▶ **YOUR GOAL**:
Go through the material and pull out every line with the string "below" in it.

▶ **MATERIAL TO PROCESS**:
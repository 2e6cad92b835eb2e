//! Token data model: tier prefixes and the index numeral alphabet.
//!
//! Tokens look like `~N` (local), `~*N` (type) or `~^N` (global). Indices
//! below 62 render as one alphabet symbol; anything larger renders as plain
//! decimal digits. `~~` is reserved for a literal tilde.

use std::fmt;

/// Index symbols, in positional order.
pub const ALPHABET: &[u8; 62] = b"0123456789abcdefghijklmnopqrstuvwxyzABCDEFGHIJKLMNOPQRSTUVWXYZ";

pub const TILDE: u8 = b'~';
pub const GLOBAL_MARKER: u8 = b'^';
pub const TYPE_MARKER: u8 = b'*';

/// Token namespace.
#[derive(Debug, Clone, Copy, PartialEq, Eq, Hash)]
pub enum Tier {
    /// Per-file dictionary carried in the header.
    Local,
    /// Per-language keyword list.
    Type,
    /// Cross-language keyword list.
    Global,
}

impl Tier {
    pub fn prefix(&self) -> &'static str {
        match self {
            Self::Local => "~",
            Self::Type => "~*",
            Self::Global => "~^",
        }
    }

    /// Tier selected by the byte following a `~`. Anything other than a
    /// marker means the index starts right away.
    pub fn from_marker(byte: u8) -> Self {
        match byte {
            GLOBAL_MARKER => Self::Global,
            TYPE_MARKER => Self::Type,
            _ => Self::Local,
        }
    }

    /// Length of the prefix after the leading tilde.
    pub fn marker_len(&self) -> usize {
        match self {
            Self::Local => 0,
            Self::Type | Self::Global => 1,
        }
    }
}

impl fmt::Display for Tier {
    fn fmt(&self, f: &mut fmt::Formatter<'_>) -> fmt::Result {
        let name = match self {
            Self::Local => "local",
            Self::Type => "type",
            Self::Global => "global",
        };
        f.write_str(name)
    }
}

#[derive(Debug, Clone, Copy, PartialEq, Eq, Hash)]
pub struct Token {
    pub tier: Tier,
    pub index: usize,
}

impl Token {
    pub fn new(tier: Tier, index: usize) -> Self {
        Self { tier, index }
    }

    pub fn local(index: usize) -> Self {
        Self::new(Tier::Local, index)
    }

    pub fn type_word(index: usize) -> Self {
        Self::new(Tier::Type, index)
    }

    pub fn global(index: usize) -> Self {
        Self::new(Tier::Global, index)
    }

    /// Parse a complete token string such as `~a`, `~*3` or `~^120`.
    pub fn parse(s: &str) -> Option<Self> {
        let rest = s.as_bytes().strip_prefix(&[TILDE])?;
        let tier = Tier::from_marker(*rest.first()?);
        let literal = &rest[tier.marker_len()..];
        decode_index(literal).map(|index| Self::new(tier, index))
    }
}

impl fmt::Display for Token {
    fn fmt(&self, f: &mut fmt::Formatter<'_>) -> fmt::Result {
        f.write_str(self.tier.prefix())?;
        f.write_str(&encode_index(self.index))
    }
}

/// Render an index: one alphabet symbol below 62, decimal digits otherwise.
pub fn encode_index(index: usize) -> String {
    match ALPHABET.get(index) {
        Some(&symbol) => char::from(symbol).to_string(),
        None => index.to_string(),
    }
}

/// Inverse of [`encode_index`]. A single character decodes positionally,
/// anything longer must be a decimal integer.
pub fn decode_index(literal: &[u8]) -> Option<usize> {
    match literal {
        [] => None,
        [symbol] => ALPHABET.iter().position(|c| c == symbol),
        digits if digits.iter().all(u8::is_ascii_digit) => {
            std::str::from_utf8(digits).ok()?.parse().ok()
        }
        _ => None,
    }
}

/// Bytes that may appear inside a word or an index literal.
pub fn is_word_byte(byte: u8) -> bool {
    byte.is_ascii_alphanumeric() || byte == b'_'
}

▶ **EXERCISE ANSWER**:
//! below 62 render as one alphabet symbol; anything larger renders as plain
/// Render an index: one alphabet symbol below 62, decimal digits otherwise.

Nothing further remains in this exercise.